---- EXTRACTED DATA

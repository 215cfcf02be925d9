//! CLI command definitions using clap

use clap::{Parser, Subcommand, ValueEnum};
use std::path::PathBuf;

/// cockpit-e2e: set up and inspect cockpit end-to-end test scenarios
#[derive(Parser, Debug)]
#[command(name = "cockpit-e2e")]
#[command(author, version, about, long_about = None)]
#[command(propagate_version = true)]
pub struct Cli {
    /// Verbosity level (-v, -vv, -vvv)
    #[arg(short, long, action = clap::ArgAction::Count, global = true)]
    pub verbose: u8,

    /// Quiet mode (suppress non-error output)
    #[arg(short, long, global = true)]
    pub quiet: bool,

    /// Color output (auto, always, never)
    #[arg(long, default_value = "auto", global = true)]
    pub color: ColorArg,

    /// Subcommand to run
    #[command(subcommand)]
    pub command: Commands,
}

/// CLI subcommands
#[derive(Subcommand, Debug)]
pub enum Commands {
    /// List the named setup scenarios
    List,

    /// Show the calls a scenario would issue, without sending anything
    Plan(PlanArgs),

    /// Execute a scenario against a running engine
    Setup(SetupArgs),
}

/// Arguments for the plan command
#[derive(Parser, Debug)]
pub struct PlanArgs {
    /// Scenario name, e.g. `suspension::setup1`
    pub scenario: String,

    /// Output format
    #[arg(short, long, value_enum, default_value = "text")]
    pub format: PlanFormat,

    /// Fixture directory (defaults to the bundled resources)
    #[arg(long)]
    pub resources: Option<PathBuf>,
}

/// Arguments for the setup command
#[derive(Parser, Debug)]
pub struct SetupArgs {
    /// Scenario name, e.g. `suspension::setup1`
    pub scenario: String,

    /// YAML environment configuration
    #[arg(short, long, env = "COCKPIT_E2E_CONFIG")]
    pub config: Option<PathBuf>,

    /// Engine REST root (overrides the configuration)
    #[arg(long, env = "COCKPIT_E2E_REST_URL")]
    pub rest_url: Option<String>,

    /// Fixture directory (overrides the configuration)
    #[arg(long)]
    pub resources: Option<PathBuf>,

    /// Print the run report as JSON on stdout
    #[arg(long)]
    pub json: bool,
}

/// Output format of the plan command
#[derive(ValueEnum, Debug, Clone, Copy, Default, PartialEq, Eq)]
pub enum PlanFormat {
    /// One line per call
    #[default]
    Text,
    /// The scenario as JSON
    Json,
    /// The scenario as YAML
    Yaml,
}

/// Color argument
#[derive(ValueEnum, Debug, Clone, Copy, Default, PartialEq, Eq)]
pub enum ColorArg {
    /// Automatic color detection
    #[default]
    Auto,
    /// Always use colors
    Always,
    /// Never use colors
    Never,
}

impl From<ColorArg> for crate::config::ColorChoice {
    fn from(arg: ColorArg) -> Self {
        match arg {
            ColorArg::Auto => Self::Auto,
            ColorArg::Always => Self::Always,
            ColorArg::Never => Self::Never,
        }
    }
}
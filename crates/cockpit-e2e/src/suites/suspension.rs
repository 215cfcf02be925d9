//! Preconditions for the suspension tests.
//!
//! One deployment of `suspension-process.bpmn` and three running instances,
//! so the diagram shows instance badges that can then be suspended.

use crate::result::E2eResult;
use crate::scenario::{combine, file_payload, operation, ResourceDir, Scenario};
use serde_json::json;

/// Process definition key declared in `suspension-process.bpmn`
pub const PROCESS_KEY: &str = "suspension-process";

/// Fixture file holding the process definition
pub const PROCESS_RESOURCE: &str = "suspension-process.bpmn";

/// Business keys of the started instances, in start order
pub const BUSINESS_KEYS: [&str; 3] = ["Instance1", "Instance2", "myBusinessKey"];

/// Deploy the suspension process, then start one instance per business key
///
/// # Errors
///
/// Fails if the BPMN fixture cannot be read.
pub fn setup1(resources: &ResourceDir) -> E2eResult<Scenario> {
    let content = resources.read(PROCESS_RESOURCE)?;

    Ok(combine([
        operation(
            "deployment",
            "create",
            [json!({
                "deploymentName": PROCESS_KEY,
                "files": [file_payload(PROCESS_RESOURCE, content)]
            })],
        ),
        operation(
            "process-definition",
            "start",
            BUSINESS_KEYS
                .iter()
                .map(|business_key| json!({ "key": PROCESS_KEY, "businessKey": business_key })),
        ),
    ]))
}
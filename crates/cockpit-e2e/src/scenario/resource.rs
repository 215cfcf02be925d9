//! Fixture files referenced by scenarios.

use crate::result::{E2eError, E2eResult};
use base64::engine::general_purpose::STANDARD;
use base64::Engine;
use serde_json::{json, Value};
use std::fs;
use std::path::{Path, PathBuf};

/// Fixture directory shipped with this crate
pub const DEFAULT_RESOURCE_DIR: &str = concat!(env!("CARGO_MANIFEST_DIR"), "/resources");

/// A directory of named fixture files
#[derive(Debug, Clone, PartialEq, Eq)]
pub struct ResourceDir {
    root: PathBuf,
}

impl Default for ResourceDir {
    fn default() -> Self {
        Self::new(DEFAULT_RESOURCE_DIR)
    }
}

impl ResourceDir {
    /// Use `root` as the fixture directory
    pub fn new(root: impl Into<PathBuf>) -> Self {
        Self { root: root.into() }
    }

    /// The fixture directory
    #[must_use]
    pub fn root(&self) -> &Path {
        &self.root
    }

    /// Path a resource name resolves to
    #[must_use]
    pub fn path_of(&self, name: &str) -> PathBuf {
        self.root.join(name)
    }

    /// Read a fixture file byte for byte, whatever its encoding.
    ///
    /// # Errors
    ///
    /// [`E2eError::ResourceNotFound`] if no such file exists, I/O errors
    /// otherwise.
    pub fn read(&self, name: &str) -> E2eResult<Vec<u8>> {
        let path = self.path_of(name);
        if !path.is_file() {
            return Err(E2eError::ResourceNotFound {
                name: name.to_string(),
                path,
            });
        }
        let content = fs::read(&path)?;
        tracing::trace!(resource = name, bytes = content.len(), "resource read");
        Ok(content)
    }
}

/// Read a fixture file from the crate's `resources/` directory
///
/// # Errors
///
/// See [`ResourceDir::read`].
pub fn read_resource(name: &str) -> E2eResult<Vec<u8>> {
    ResourceDir::default().read(name)
}

/// Deployment file entry for a scenario payload.
///
/// UTF-8 content goes in `content` as text; anything else is carried
/// base64-encoded in `contentBase64` so the bytes survive the JSON payload.
#[must_use]
pub fn file_payload(name: &str, content: Vec<u8>) -> Value {
    match String::from_utf8(content) {
        Ok(text) => json!({ "name": name, "content": text }),
        Err(err) => json!({ "name": name, "contentBase64": STANDARD.encode(err.as_bytes()) }),
    }
}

--------

GOAL OF THE EXERCISE:
For the string "short", show each line of the entries above where it occurs.

EXERCISE RESPONSE:
    #[arg(short, long, action = clap::ArgAction::Count, global = true)]
    #[arg(short, long, global = true)]
    #[arg(short, long, value_enum, default_value = "text")]
    #[arg(short, long, env = "COCKPIT_E2E_CONFIG")]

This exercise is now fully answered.